मूर्खश्चिरायुर्जातोऽपि तस्माज्जातमृतो वरः ।
मृतः स चाल्पदुःखाय यावज्जीवं जडो दहेत् ॥
mūrkhaś cirāyur jāto 'pi tasmāj jātamṛto varaḥ |
mṛtaḥ sa cālpaduḥkhāya yāvaj jīvaṁ jaḍo dahet ||
طویل عمر والے احمق سے بہتر ہے کہ آدمی پیدائش ہی میں مر جائے؛ وہ مر کر تھوڑا غم دیتا ہے، مگر کند ذہن زندہ رہ کر عمر بھر جلاتا رہتا ہے۔
Within the Chanakya Niti/gnomic (subhāṣita) milieu, such verses function as compact social judgments that prioritize practical intelligence and self-control as civic virtues. The comparison between premature death and enduring folly reflects a broader early Sanskrit didactic tendency to frame ignorance as socially costly over time, a theme also encountered across niti and subhāṣita compilations.

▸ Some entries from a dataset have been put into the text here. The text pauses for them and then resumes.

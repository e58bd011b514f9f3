//! An in-memory, ordered, transactional key/value store.
//!
//! The storage engine above this crate (`tsdb-catalog`, `tsdb-ring`) is
//! defined in terms of "an ordered, transactional key/value store" as an
//! external collaborator. This crate provides one: keys are held in a
//! single `BTreeMap` so that range scans iterate in byte-lexicographic
//! order (the Value and Meta key families rely on big-endian integer
//! encoding specifically so that ordered iteration matches `metric_id`
//! and `slot` ordering), and commits go through a single global lock that
//! serializes validate-then-apply, the same way the commit protocol
//! elsewhere in this codebase prevents a TOCTOU race between checking for
//! conflicts and making a transaction's writes visible. There is no WAL
//! stage here: this store is in-memory only, and durable logging outside
//! the KV store is explicitly out of scope for the layers built on it.

use parking_lot::{Mutex, RwLock};
use std::collections::{BTreeMap, BTreeSet};
use std::ops::Bound;
use std::sync::atomic::{AtomicU64, Ordering};
use std::sync::Arc;
use tsdb_core::{Error, Result};

#[derive(Default)]
struct Inner {
    data: BTreeMap<Vec<u8>, Vec<u8>>,
    /// Commit version that last touched each key (insert, update, or delete).
    versions: BTreeMap<Vec<u8>, u64>,
}

/// A process-wide, thread-safe handle to the store. Cheap to clone.
#[derive(Clone)]
pub struct KvStore {
    inner: Arc<RwLock<Inner>>,
    version: Arc<AtomicU64>,
    commit_lock: Arc<Mutex<()>>,
}

impl KvStore {
    /// Create a fresh, empty store.
    pub fn new() -> Self {
        Self {
            inner: Arc::new(RwLock::new(Inner::default())),
            version: Arc::new(AtomicU64::new(0)),
            commit_lock: Arc::new(Mutex::new(())),
        }
    }

    /// Begin a new transaction. Captures the store's current commit
    /// version as this transaction's read snapshot.
    pub fn begin(&self) -> Txn {
        Txn {
            store: self.clone(),
            snapshot_version: self.version.load(Ordering::SeqCst),
            reads: BTreeSet::new(),
            read_ranges: Vec::new(),
            writes: BTreeMap::new(),
        }
    }

    /// Run `f` inside a transaction, retrying up to `max_attempts` times
    /// while it returns [`Error::ConflictRetryable`]. Intended for
    /// read-only operations (§5's retry policy): writers should see every
    /// conflict so they can decide whether retrying is still correct
    /// given what else changed.
    pub fn with_retry<T>(
        &self,
        max_attempts: u32,
        mut f: impl FnMut(&mut Txn) -> Result<T>,
    ) -> Result<T> {
        let mut attempt = 0;
        loop {
            let mut txn = self.begin();
            match f(&mut txn) {
                Ok(v) => return Ok(v),
                Err(Error::ConflictRetryable) if attempt + 1 < max_attempts => {
                    attempt += 1;
                    tracing::warn!(attempt, "read-only transaction conflicted, retrying");
                    continue;
                }
                Err(e) => return Err(e),
            }
        }
    }
}

impl Default for KvStore {
    fn default() -> Self {
        Self::new()
    }
}

enum Write {
    Put(Vec<u8>),
    Delete,
}

/// A single transaction against a [`KvStore`].
///
/// Reads are tracked (point reads and range scans) so that [`Txn::commit`]
/// can detect whether anything this transaction observed was changed by a
/// transaction that committed after this one's snapshot was taken.
pub struct Txn {
    store: KvStore,
    snapshot_version: u64,
    reads: BTreeSet<Vec<u8>>,
    read_ranges: Vec<(Vec<u8>, Vec<u8>)>,
    writes: BTreeMap<Vec<u8>, Write>,
}

impl Txn {
    /// Read a single key, applying this transaction's own uncommitted
    /// writes first (read-your-writes).
    pub fn get(&mut self, key: &[u8]) -> Option<Vec<u8>> {
        if let Some(w) = self.writes.get(key) {
            return match w {
                Write::Put(v) => Some(v.clone()),
                Write::Delete => None,
            };
        }
        self.reads.insert(key.to_vec());
        self.store.inner.read().data.get(key).cloned()
    }

    /// Scan keys in `[start, end)`, applying this transaction's own
    /// uncommitted writes over the committed snapshot. Records the range
    /// so a concurrent insert/delete/update within it is detected as a
    /// conflict at commit time even though no individual key was read.
    pub fn scan(&mut self, start: &[u8], end: &[u8]) -> Vec<(Vec<u8>, Vec<u8>)> {
        self.read_ranges.push((start.to_vec(), end.to_vec()));
        let inner = self.store.inner.read();
        let mut merged: BTreeMap<Vec<u8>, Vec<u8>> = inner
            .data
            .range((Bound::Included(start.to_vec()), Bound::Excluded(end.to_vec())))
            .map(|(k, v)| (k.clone(), v.clone()))
            .collect();
        drop(inner);
        for (k, w) in self.writes.range((Bound::Included(start.to_vec()), Bound::Excluded(end.to_vec()))) {
            match w {
                Write::Put(v) => {
                    merged.insert(k.clone(), v.clone());
                }
                Write::Delete => {
                    merged.remove(k);
                }
            }
        }
        merged.into_iter().collect()
    }

    /// Buffer a write; visible to this transaction immediately, to
    /// everyone else only after a successful [`Txn::commit`].
    pub fn put(&mut self, key: impl Into<Vec<u8>>, value: impl Into<Vec<u8>>) {
        self.writes.insert(key.into(), Write::Put(value.into()));
    }

    /// Buffer a delete.
    pub fn delete(&mut self, key: impl Into<Vec<u8>>) {
        self.writes.insert(key.into(), Write::Delete);
    }

    /// Validate and apply this transaction's writes atomically.
    ///
    /// Acquires the store's single commit lock (serializing commit with
    /// every other commit, never with concurrent readers), checks that
    /// nothing this transaction read has a newer commit version than its
    /// snapshot, and if so applies all buffered writes under one write
    /// version. A read-only transaction (no buffered writes) never
    /// conflicts: it always observes a consistent snapshot and commits
    /// trivially.
    pub fn commit(self) -> Result<()> {
        if self.writes.is_empty() {
            return Ok(());
        }
        let _guard = self.store.commit_lock.lock();
        let mut inner = self.store.inner.write();

        for key in &self.reads {
            if let Some(&v) = inner.versions.get(key) {
                if v > self.snapshot_version {
                    tracing::debug!(key = ?key, "commit conflict on point read");
                    return Err(Error::ConflictRetryable);
                }
            }
        }
        for (start, end) in &self.read_ranges {
            let conflict = inner
                .versions
                .range((Bound::Included(start.clone()), Bound::Excluded(end.clone())))
                .any(|(_, &v)| v > self.snapshot_version);
            if conflict {
                tracing::debug!(?start, ?end, "commit conflict on range read");
                return Err(Error::ConflictRetryable);
            }
        }

        let commit_version = self.store.version.fetch_add(1, Ordering::SeqCst) + 1;
        for (key, write) in self.writes {
            match write {
                Write::Put(value) => {
                    inner.data.insert(key.clone(), value);
                }
                Write::Delete => {
                    inner.data.remove(&key);
                }
            }
            inner.versions.insert(key, commit_version);
        }
        tracing::debug!(commit_version, "transaction committed");
        Ok(())
    }
}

The verse characterizes 'mūrkha/jaḍa' not as a medical category but as a moral-intellectual type: a person depicted as lacking discernment, whose continued presence is framed as producing repeated or ongoing distress. The contrast implies a valuation of discernment (buddhi/viveka) as a stabilizing social asset in the ethical imagination of the tradition.
The verb 'dahet' ("would burn") is a conventional Sanskrit metaphor for causing torment or consuming distress, extending physical imagery (burning) into social-psychological suffering. The paired oppositions—cirāyu (long life) vs. jātamṛta (stillborn), alpaduḥkha (limited grief) vs. yāvaj-jīvam (life-long)—create an aphoristic structure that intensifies the evaluative contrast typical of niti-style rhetoric.